Im such a fool for thinking i could control all my feelings that maybe I was true i wasn't alone but I think I made it worse to lie to myself. I got to the point where I thought people should know I had been depressed qnd that they could ease my pain but nobody can. I can't breath because it hurts. I can't cry because the pain won't go a way. I keep thinking I will be ok. But the truth is that I am not better that everything is just numb. I try to show my love for the ones I care and rejection is all I get. I wish I would just fade away and that all the pain fades too. I guess my pain is not that important I guess others life is far worse that mine and nobody give a care if I get lost in the sorrow
Sorrow: Im such a fool for thinking i... - Anxiety and Depre...
I am so sorry to hear that you are feeling so lonely and depressed. It is so difficult to try and understand those feelings if you haven’t experienced those emotions yourself. I know you are not alone. There are so many people who are dealing with this issue today or have dealt with it in the past.
I have been in a place in my life where I was with a group of people but felt so alone. It was so weird to feel like that when I was surrounded by people who were so happy and enjoying their lives. But I was going through a tough time in my life and was having a difficult time trying to accept the changes that had happened. I’ve heard that time heals, and for me, it did. It took a while for me to overcome. One thing that has helped me, is to start thinking about all the things that are positive in my life and being thankful. It is hard to feel lonely and sad when you are being thankful. Right? It helped me to change my perspective.

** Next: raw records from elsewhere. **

//! Watermark compositing.
//!
//! Blends a watermark image onto a base image and writes the result as an opaque
//! JPEG or PNG.
//!
//! # Pipeline overview
//!
//! 1. **Validate**: both rasters must be 3-color-component, 24- or 32-bit images and the
//!    watermark must fit inside the base (`validate_*`).
//! 2. **Classify**: the watermark's color model decides which transparency handling is
//!    available ([`classify`], [`resolve_transparency`]).
//! 3. **Resolve**: `single` placement gets a validated top-left corner, `grid` tiles from
//!    the origin ([`resolve_position`]).
//! 4. **Blend**: every output channel is `floor((p * w + (100 - p) * b) / 100)` unless the
//!    watermark pixel is transparent under the active mode ([`compose`]).
//! 5. **Encode**: the output is written last, so a failed run never leaves a file behind
//!    ([`run`]).
//!
//! Library code reports every failure as a [`WatermarkError`]; it never prints or exits.
#![forbid(unsafe_code)]

mod blend;
mod codec;
mod foundation;
mod pipeline;
mod placement;
mod raster;
mod transparency;
mod validate;

pub use blend::{
    BlendParameters, BlendThreading, blend_channel, blend_pixel, compose, compose_with_threading,
    watermark_coord,
};
pub use codec::{ImageInfo, OutputFormat, decode_file, decode_memory, encode_file, image_info};
pub use foundation::color::Color;
pub use foundation::error::{RasterRole, WatermarkError, WatermarkResult};
pub use pipeline::{WatermarkOutcome, WatermarkRequest, prepare, run};
pub use placement::{PositionMethod, PositionMode, placement_bounds, resolve as resolve_position};
pub use raster::{ColorModel, Raster};
pub use transparency::{TransparencyClass, TransparencyMode, classify, resolve_transparency};
pub use validate::{
    validate_color_triple, validate_dimensions, validate_output_extension, validate_percentage,
    validate_position, validate_raster,
};
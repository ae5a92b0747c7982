mod engine;

pub use engine::{
    BlendParameters, BlendThreading, blend_channel, blend_pixel, compose, compose_with_threading,
    watermark_coord,
};
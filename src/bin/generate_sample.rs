use std::sync::Arc;

use arrow::array::{ArrayRef, Float64Array, StringArray};
use arrow::datatypes::{DataType, Field, Schema};
use arrow::record_batch::RecordBatch;
use parquet::arrow::ArrowWriter;

const FIRST_YEAR: i32 = 1960;
const LAST_YEAR: i32 = 2024;

/// (name, code, GDP per capita in 1960, first year with data)
const COUNTRIES: &[(&str, &str, f64, i32)] = &[
    ("United States", "USA", 3_007.0, 1960),
    ("Germany", "DEU", 1_350.0, 1970),
    ("France", "FRA", 1_330.0, 1960),
    ("Norway", "NOR", 1_440.0, 1960),
    ("Japan", "JPN", 480.0, 1960),
    ("Korea, Rep.", "KOR", 160.0, 1960),
    ("India", "IND", 82.0, 1960),
    ("Mexico", "MEX", 340.0, 1960),
    ("Brazil", "BRA", 230.0, 1960),
    ("Chile", "CHL", 510.0, 1960),
    ("Nigeria", "NGA", 95.0, 1960),
    ("Egypt, Arab Rep.", "EGY", 150.0, 1965),
    ("Kosovo", "XKX", 1_100.0, 2008),
    ("Euro area", "EMU", 1_000.0, 1970),
    ("World", "WLD", 460.0, 1960),
];

/// Minimal deterministic PRNG (xoshiro256**)
struct SimpleRng {
    state: [u64; 4],
}

impl SimpleRng {
    fn new(seed: u64) -> Self {
        let mut s = [0u64; 4];
        let mut x = seed;
        for slot in &mut s {
            x = x.wrapping_mul(6364136223846793005).wrapping_add(1);
            *slot = x;
        }
        SimpleRng { state: s }
    }

    fn next_u64(&mut self) -> u64 {
        let result = (self.state[1].wrapping_mul(5))
            .rotate_left(7)
            .wrapping_mul(9);
        let t = self.state[1] << 17;
        self.state[2] ^= self.state[0];
        self.state[3] ^= self.state[1];
        self.state[1] ^= self.state[2];
        self.state[0] ^= self.state[3];
        self.state[2] ^= t;
        self.state[3] = self.state[3].rotate_left(45);
        result
    }

    fn next_f64(&mut self) -> f64 {
        (self.next_u64() >> 11) as f64 / (1u64 << 53) as f64
    }

    /// Box-Muller transform for normal distribution
    fn gauss(&mut self, mean: f64, std_dev: f64) -> f64 {
        let u1 = self.next_f64().max(1e-15);
        let u2 = self.next_f64();
        let z = (-2.0 * u1.ln()).sqrt() * (2.0 * std::f64::consts::PI * u2).cos();
        mean + std_dev * z
    }
}

/// Compound yearly growth with noise; `None` before `first_year`.
fn generate_series(base: f64, first_year: i32, rng: &mut SimpleRng) -> Vec<Option<f64>> {
    let trend = rng.gauss(0.05, 0.015);
    let mut value = base;
    (FIRST_YEAR..=LAST_YEAR)
        .map(|year| {
            value *= 1.0 + rng.gauss(trend, 0.03);
            value = value.max(1.0);
            (year >= first_year).then(|| (value * 1e4).round() / 1e4)
        })
        .collect()
}

fn write_csv(path: &str, rows: &[(&str, &str, Vec<Option<f64>>)]) -> csv::Result<()> {
    let mut writer = csv::WriterBuilder::new()
        .flexible(true)
        .quote_style(csv::QuoteStyle::Always)
        .from_path(path)?;

    writer.write_record(["Data Source", "World Development Indicators", ""])?;
    writer.write_record(["Last Updated Date", "2025-07-01", ""])?;

    let mut header = vec![
        "Country Name".to_string(),
        "Country Code".to_string(),
        "Indicator Name".to_string(),
        "Indicator Code".to_string(),
    ];
    header.extend((FIRST_YEAR..=LAST_YEAR).map(|y| y.to_string()));
    header.push(String::new());
    writer.write_record(&header)?;

    for (name, code, values) in rows {
        let mut record = vec![
            name.to_string(),
            code.to_string(),
            "GDP per capita (current US$)".to_string(),
            "NY.GDP.PCAP.CD".to_string(),
        ];
        record.extend(values.iter().map(|v| v.map(|x| x.to_string()).unwrap_or_default()));
        record.push(String::new());
        writer.write_record(&record)?;
    }
    writer.flush()?;
    Ok(())
}

fn main() {
    let mut rng = SimpleRng::new(42);

    let rows: Vec<(&str, &str, Vec<Option<f64>>)> = COUNTRIES
        .iter()
        .map(|&(name, code, base, first_year)| {
            (name, code, generate_series(base, first_year, &mut rng))
        })
        .collect();

    // World Bank layout CSV
    let csv_path = "sample_gdp_pc.csv";
    write_csv(csv_path, &rows).expect("Failed to write CSV");

    // Wide Parquet: Country Name + one Float64 column per year
    let mut fields = vec![Field::new("Country Name", DataType::Utf8, false)];
    fields.extend((FIRST_YEAR..=LAST_YEAR).map(|y| Field::new(y.to_string(), DataType::Float64, true)));
    let schema = Arc::new(Schema::new(fields));

    let mut columns: Vec<ArrayRef> = vec![Arc::new(StringArray::from(
        rows.iter().map(|(name, _, _)| *name).collect::<Vec<_>>(),
    ))];
    for offset in 0..(LAST_YEAR - FIRST_YEAR + 1) as usize {
        let values: Float64Array = rows.iter().map(|(_, _, v)| v[offset]).collect();
        columns.push(Arc::new(values));
    }

    let batch = RecordBatch::try_new(schema.clone(), columns).expect("Failed to create RecordBatch");

    let parquet_path = "sample_gdp_pc.parquet";
    let file = std::fs::File::create(parquet_path).expect("Failed to create output file");
    let mut writer = ArrowWriter::try_new(file, schema, None).expect("Failed to create writer");
    writer.write(&batch).expect("Failed to write batch");
    writer.close().expect("Failed to close writer");

    println!(
        "Wrote {} countries ({FIRST_YEAR}–{LAST_YEAR}) to {csv_path} and {parquet_path}",
        rows.len()
    );
}
mod app;
mod color;
mod config;
mod state;
mod ui;

use anyhow::{anyhow, Context};
use app::GdpExplorerApp;
use config::AppConfig;
use eframe::egui;
use state::AppState;

fn main() -> anyhow::Result<()> {
    env_logger::init();

    let config = AppConfig::from_args(std::env::args().skip(1));
    let mut state = AppState::new(&config);

    // A present-but-broken file is fatal; a missing one leaves File → Open.
    if config.data_path.exists() {
        let table = gdp_explorer::data::load(&config.data_path)
            .with_context(|| format!("loading {}", config.data_path.display()))?;
        state.set_table(table);
    } else {
        log::warn!(
            "{} not found, starting without data",
            config.data_path.display()
        );
    }

    let options = eframe::NativeOptions {
        viewport: egui::ViewportBuilder::default()
            .with_inner_size(config.window_size)
            .with_min_inner_size(config.min_window_size),
        ..Default::default()
    };

    eframe::run_native(
        "GDP per capita Explorer",
        options,
        Box::new(|_cc| Ok(Box::new(GdpExplorerApp::new(state)))),
    )
    .map_err(|e| anyhow!("running UI: {e}"))
}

Have you been dealing with this for a long period of time? Did something happen that triggered these feelings? Do you think going to the doctor’s or having a therapist to talk to about your feelings would help?
Well feeling lonely has been a thing since I was young and I guess seeing myself being 27 and still with no family of my own kinda makes it worse. I been in and out of bad relationships. I guess that with time I told myself that everything was fine and I have reached my own limit. I guess faking that all is fine and not telling nobody how I really feel is overwelming and has been eating me from the inside
Have you done any self-exploration as to why you have had these feelings for such a long time? Sometimes it helps to understand better where those feelings are coming from, don’t you think? For me, I was lonely when my 12-year marriage ended, it was so hard to deal with my emotions. I also ended up with a bit of depression, so I went to the doctors to get some help. It took me about six months to start to feel better.
Do you have any good friends or family support? I’m sure thinking of you and hoping that you start to feel better.